Cerpen seru SI SULUNG YANG DIHORMATI

"Penyumbang terbesar tahun ini adalah Pak Amri dengan nominal 30 juta. Semoga rejeki beliau melimpah ruah dan bisa menjadi teladan bagi kita semua. Amanah dari Bapak Amri ini insya Allah akan kami kelola dengan baik. Berkat beliau, ramadhan tahun ini insya Allah kita bisa sholat tarawih bersama di mesjid yang kita 

cintai ini."


Suara pengurus mesjid bergema  melalui pengeras suara yang bisa didengar seluruh warga kampung Nagasaribu. Amri dan istrinya yang sedang makan saling berpandangan. Setahu Linda, di kampung itu cuma suaminya yang bernama Pak Amri dan tidak mungkin lelaki kere di hadapannya yang menyumbang uang sebanyak itu untuk pembangunan mesjid tua mereka.  Lalu siapa lagi yang dimaksud?


"Wah, terima kasih ya, Pak Amri. Berkat sumbangan Bapak, para warga banyak yang ikut tergerak mau menyumbang juga. Gak nyangka, walau hidup sederhana Pak Amri punya banyak uang," ujar Pak Dian. Lelaki berpeci hitam itu baru saja dari mesjid menyumbang sebagian rejeki karena baru siap panen padi.


Pak Amri menggaruk kepalanya yang tidak gatal. Sungguh ia bingung dengan apa yang didengar.


"Jadi Abang lebih pentingin pembangunan mesjid daripada anak istri yang serba kekuarangan? Aku kecewa, Bang," seru Aminah dan masuk ke kamar.


Amri mengetuk-ngetuk pintu kamar berusaha membujuk sang istri yang akhir-akhir ini mengeluhkan masalah keuangan. Anak sulung mereka akan masuk SMA dan yang bungsu masuk SMP. Untuk itu mereka harus mengumpulkan dana yang tidak sedikit. Dia tak ingin kalau nasib anak mereka seperti sang bapak yang hanya lulusan SMP karena terkendala biaya. Mengalah dan mengais rejeki demi sekolah adik-adiknya.
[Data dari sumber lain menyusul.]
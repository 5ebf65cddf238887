//! Document decoding: PDF bytes → [`SourceDocument`] via lopdf.
//!
//! The decoded structure serves the copy path (split, merge) directly. The
//! raster path hands [`SourceDocument::render_bytes`] to pdfium, which is
//! the original buffer unless the input had to be decrypted, in which case
//! it is the decrypted re-serialisation. Decoding once up front means an
//! unreadable input fails before any page work starts.
//!
//! Encrypted inputs get best-effort handling: the configured password, or
//! the empty user password when none is given. Many "protected" PDFs only
//! carry an owner password and open fine this way. Only a failed password
//! check is reported as [`PdfPressError::PasswordRequired`]; an encryption
//! scheme lopdf cannot handle is a decode error.

use crate::error::PdfPressError;
use crate::output::DocumentMetadata;
use lopdf::encryption::{self, DecryptionError};
use lopdf::{Dictionary, Document, Object, ObjectId};
use once_cell::unsync::OnceCell;
use std::sync::atomic::{AtomicU64, Ordering};
use tracing::{debug, info};

static NEXT_SOURCE_ID: AtomicU64 = AtomicU64::new(1);

/// Where to look for the `%PDF-` header. Readers tolerate leading junk up
/// to this offset.
const HEADER_SEARCH_WINDOW: usize = 1024;

/// Check that `bytes` carries a PDF header near the start.
pub fn check_pdf_magic(name: &str, bytes: &[u8]) -> Result<(), PdfPressError> {
    let window = &bytes[..bytes.len().min(HEADER_SEARCH_WINDOW)];
    if window.windows(5).any(|w| w == b"%PDF-") {
        return Ok(());
    }
    Err(PdfPressError::NotAPdf {
        name: name.to_string(),
        magic: bytes.iter().take(4).copied().collect(),
    })
}

/// An opened, immutable input document.
pub struct SourceDocument {
    id: u64,
    name: String,
    byte_len: usize,
    encrypted: bool,
    document: Document,
    render_bytes: Vec<u8>,
    page_ids: OnceCell<Vec<ObjectId>>,
}

impl std::fmt::Debug for SourceDocument {
    fn fmt(&self, f: &mut std::fmt::Formatter<'_>) -> std::fmt::Result {
        f.debug_struct("SourceDocument")
            .field("name", &self.name)
            .field("byte_len", &self.byte_len)
            .field("encrypted", &self.encrypted)
            .finish_non_exhaustive()
    }
}

impl SourceDocument {
    /// Decode `bytes` into a document.
    ///
    /// # Errors
    /// * [`PdfPressError::NotAPdf`] — no PDF header
    /// * [`PdfPressError::Decode`] — unparseable, no pages, or an
    ///   unsupported encryption scheme
    /// * [`PdfPressError::PasswordRequired`] — encrypted and the password
    ///   (or the empty password) does not verify
    pub fn open(
        name: impl Into<String>,
        bytes: Vec<u8>,
        password: Option<&str>,
    ) -> Result<Self, PdfPressError> {
        let name = name.into();
        check_pdf_magic(&name, &bytes)?;
        let byte_len = bytes.len();

        let mut document = Document::load_mem(&bytes).map_err(|e| PdfPressError::Decode {
            name: name.clone(),
            detail: e.to_string(),
        })?;

        let encrypted = document.is_encrypted();
        let render_bytes = if encrypted {
            decrypt(&mut document, &name, password.unwrap_or(""))?;
            debug!(name = %name, "Decrypted PDF");

            let mut decrypted = Vec::new();
            document
                .save_to(&mut decrypted)
                .map_err(|e| PdfPressError::Decode {
                    name: name.clone(),
                    detail: format!("failed to re-serialise decrypted PDF: {e}"),
                })?;
            decrypted
        } else {
            bytes
        };

        let source = Self {
            id: NEXT_SOURCE_ID.fetch_add(1, Ordering::Relaxed),
            byte_len,
            name,
            encrypted,
            document,
            render_bytes,
            page_ids: OnceCell::new(),
        };

        if source.page_count() == 0 {
            return Err(PdfPressError::Decode {
                name: source.name,
                detail: "document has no pages".into(),
            });
        }

        info!(
            name = %source.name,
            pages = source.page_count(),
            encrypted,
            "PDF decoded"
        );
        Ok(source)
    }

    /// Process-unique identity, used to share copied objects per source.
    pub(crate) fn id(&self) -> u64 {
        self.id
    }

    pub fn name(&self) -> &str {
        &self.name
    }

    /// Length of the buffer the rasteriser will read.
    pub fn byte_len(&self) -> usize {
        self.byte_len
    }

    pub fn is_encrypted(&self) -> bool {
        self.encrypted
    }

    /// Bytes suitable for a renderer: decrypted when the input was encrypted.
    pub fn render_bytes(&self) -> &[u8] {
        &self.render_bytes
    }

    pub(crate) fn document(&self) -> &Document {
        &self.document
    }

    fn page_ids(&self) -> &[ObjectId] {
        self.page_ids
            .get_or_init(|| self.document.get_pages().into_values().collect())
    }

    /// Number of pages; discovered on first use and cached.
    pub fn page_count(&self) -> usize {
        self.page_ids().len()
    }

    /// Handle to the page at zero-based `index`.
    pub fn page(&self, index: usize) -> Result<PageHandle<'_>, PdfPressError> {
        let ids = self.page_ids();
        ids.get(index)
            .map(|&object_id| PageHandle {
                source: self,
                index,
                object_id,
            })
            .ok_or(PdfPressError::PageOutOfRange {
                index,
                total: ids.len(),
            })
    }

    /// All pages in document order.
    pub fn pages(&self) -> impl Iterator<Item = PageHandle<'_>> + '_ {
        self.page_ids()
            .iter()
            .enumerate()
            .map(move |(index, &object_id)| PageHandle {
                source: self,
                index,
                object_id,
            })
    }

    /// Read the `/Info` dictionary and basic document facts.
    pub fn metadata(&self) -> DocumentMetadata {
        let info = self
            .document
            .trailer
            .get(b"Info")
            .ok()
            .and_then(|o| match o {
                Object::Reference(id) => self.document.get_dictionary(*id).ok(),
                Object::Dictionary(d) => Some(d),
                _ => None,
            });

        let get_meta = |key: &[u8]| -> Option<String> {
            let value = info?.get(key).ok()?;
            let value = match value {
                Object::Reference(id) => self.document.get_object(*id).ok()?,
                other => other,
            };
            let s = lopdf::decode_text_string(value).ok()?;
            let s = s.trim();
            if s.is_empty() {
                None
            } else {
                Some(s.to_string())
            }
        };

        DocumentMetadata {
            name: self.name.clone(),
            title: get_meta(b"Title"),
            author: get_meta(b"Author"),
            subject: get_meta(b"Subject"),
            creator: get_meta(b"Creator"),
            producer: get_meta(b"Producer"),
            creation_date: get_meta(b"CreationDate"),
            modification_date: get_meta(b"ModDate"),
            page_count: self.page_count(),
            pdf_version: self.document.version.clone(),
            is_encrypted: self.encrypted,
            byte_len: self.byte_len,
        }
    }
}

/// One page of a [`SourceDocument`]; cannot outlive it.
#[derive(Debug, Clone, Copy)]
pub struct PageHandle<'a> {
    source: &'a SourceDocument,
    index: usize,
    object_id: ObjectId,
}

impl<'a> PageHandle<'a> {
    pub fn source(&self) -> &'a SourceDocument {
        self.source
    }

    /// Zero-based index.
    pub fn index(&self) -> usize {
        self.index
    }

    /// One-based page number.
    pub fn number(&self) -> usize {
        self.index + 1
    }

    pub(crate) fn object_id(&self) -> ObjectId {
        self.object_id
    }

    /// The page dictionary, if the page object is well-formed.
    pub(crate) fn dictionary(&self) -> Result<&'a Dictionary, lopdf::Error> {
        self.source.document.get_dictionary(self.object_id)
    }

    /// Page size in points from the (possibly inherited) `/MediaBox`.
    pub(crate) fn size_points(&self) -> Option<(f32, f32)> {
        let dict = self.dictionary().ok()?;
        let media_box = inherited_attribute(&self.source.document, dict, b"MediaBox")?;
        let media_box = match media_box {
            Object::Reference(id) => self.source.document.get_object(id).ok()?.clone(),
            other => other,
        };
        let values: Vec<f32> = media_box
            .as_array()
            .ok()?
            .iter()
            .filter_map(number)
            .collect();
        match values.as_slice() {
            [x0, y0, x1, y1] => Some(((x1 - x0).abs(), (y1 - y0).abs())),
            _ => None,
        }
    }
}

/// Look up `key` on a page, walking up the page tree for inheritable attributes.
pub(crate) fn inherited_attribute(doc: &Document, page: &Dictionary, key: &[u8]) -> Option<Object> {
    if let Ok(value) = page.get(key) {
        return Some(value.clone());
    }
    let mut parent = page.get(b"Parent").and_then(|p| p.as_reference()).ok();
    // Page trees are shallow; the bound only guards against /Parent cycles.
    for _ in 0..64 {
        let node = doc.get_dictionary(parent?).ok()?;
        if let Ok(value) = node.get(key) {
            return Some(value.clone());
        }
        parent = node.get(b"Parent").and_then(|p| p.as_reference()).ok();
    }
    None
}

pub(crate) fn number(obj: &Object) -> Option<f32> {
    match obj {
        Object::Integer(i) => Some(*i as f32),
        Object::Real(r) => Some(*r as f32),
        _ => None,
    }
}

/// Decrypt `document` in place with `password` and drop its `/Encrypt`.
///
/// Documents with crypt filters (`/V 4`) go through lopdf's own
/// `decrypt`. The older RC4 schemes (`/V 1`, `/V 2`) carry no `/CF`
/// dictionary, which lopdf's `decrypt` insists on, so they are decrypted
/// here with lopdf's key derivation and per-object cipher.
fn decrypt(document: &mut Document, name: &str, password: &str) -> Result<(), PdfPressError> {
    let decode_error = |detail: String| PdfPressError::Decode {
        name: name.to_string(),
        detail,
    };

    let key = match encryption::get_encryption_key(document, password, true) {
        Ok(key) => key,
        Err(DecryptionError::IncorrectPassword) => {
            return Err(PdfPressError::PasswordRequired {
                name: name.to_string(),
            })
        }
        Err(e) => return Err(decode_error(format!("cannot decrypt: {e}"))),
    };

    let (has_crypt_filters, metadata_encrypted) = match document.get_encrypted() {
        Ok(dict) => (
            dict.has(b"CF"),
            dict.get(b"EncryptMetadata")
                .and_then(Object::as_bool)
                .unwrap_or(true),
        ),
        Err(e) => return Err(decode_error(format!("cannot decrypt: {e}"))),
    };

    if has_crypt_filters {
        document
            .decrypt(password)
            .map_err(|e| decode_error(format!("cannot decrypt: {e}")))?;
    } else {
        let encrypt_id = document
            .trailer
            .get(b"Encrypt")
            .and_then(Object::as_reference)
            .ok();
        for (&id, object) in document.objects.iter_mut() {
            if Some(id) == encrypt_id {
                continue;
            }
            match object.type_name().ok() {
                Some(b"XRef") => continue,
                Some(b"Metadata") if !metadata_encrypted => continue,
                _ => {}
            }
            decrypt_rc4(&key, id, object)
                .map_err(|e| decode_error(format!("object {} {} R: {e}", id.0, id.1)))?;
        }
        if let Some(id) = encrypt_id {
            document.objects.remove(&id);
        }
    }

    document.trailer.remove(b"Encrypt");
    Ok(())
}

/// RC4-decrypt every string and stream inside object `id`.
fn decrypt_rc4(key: &[u8], id: ObjectId, object: &mut Object) -> Result<(), DecryptionError> {
    match object {
        Object::Array(items) => {
            for item in items {
                decrypt_rc4(key, id, item)?;
            }
        }
        Object::Dictionary(dict) => {
            for (_, value) in dict.iter_mut() {
                decrypt_rc4(key, id, value)?;
            }
        }
        Object::Stream(stream) => {
            for (_, value) in stream.dict.iter_mut() {
                decrypt_rc4(key, id, value)?;
            }
        }
        _ => {}
    }

    match encryption::decrypt_object(key, id, &*object, false) {
        Ok(plain) => match object {
            Object::Stream(stream) => stream.set_content(plain),
            Object::String(content, _) => *content = plain,
            _ => {}
        },
        Err(DecryptionError::NotDecryptable) => {}
        Err(e) => return Err(e),
    }
    Ok(())
}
Suara klakson terdengar di halaman rumah pusaka yang ditinggali Amri dan keluarga. Ia menghentikan gerakan tangannya mengetuk pintu dan langsung melihat siapa yang datang. Dari mobil chevrolet warna putih keluar Deni, adiknya Amri yang tinggal di kota.


"Deni? Kalian datang, Den? Kenapa gak ngabarin dulu? Tahu gitu Abang akan minta kakakmu masak ayam rendang kesukaan kalian," seru Amri dan memeluk adiknya. Rasti, istri Deni yang sedang menggendong anaknya nomor dua langsung menyalami abang iparnya dengan seulas senyum.


Amri mengajak Deni dan Rasti masuk dan duduk di atas tikar plastik anyam yang sudah banyak bolong karena dimakan usia. Ia lalu memanggil ibu mereka, Bu Hafsoh yang sudah pikun. Sang lansia itu sedang bermain dengan anak bungsunya di kamar belakang.


"Ya Alah, Bu! Bagaimana kabarnya, Bu?" seru Deni, setengah berlari menyongsong ibunya. Badannya sehat, hanya ingatannya yang terganggu.


"Baik, Alfi," balas Bu Hafsoh singkat. Soal nama keempat anaknya, dia masih mengingat dengan jelas. Namun sudah sering ketukar dan sekarang sedang memanggil nama anaknya yang nomor tiga. 


"Ibu sudah makan?"


"Belum, mereka gak kasih Ibu makan," balas Bu Hafsoh. Deni tertawa dan menciumi pipi keriput ibunya. Ia  melihat dengan jelas kalau sang keponakan tadi sedang menyuapi neneknya.


"Kalian datang, Den, Ras? Kok gak bilang-bilang?" ujar Linda yang akhirnya keluar dari kamar. Walaupun ia masih kesal dengan sang suami, dia tak mau menunjukkannnya di depan tamu mereka.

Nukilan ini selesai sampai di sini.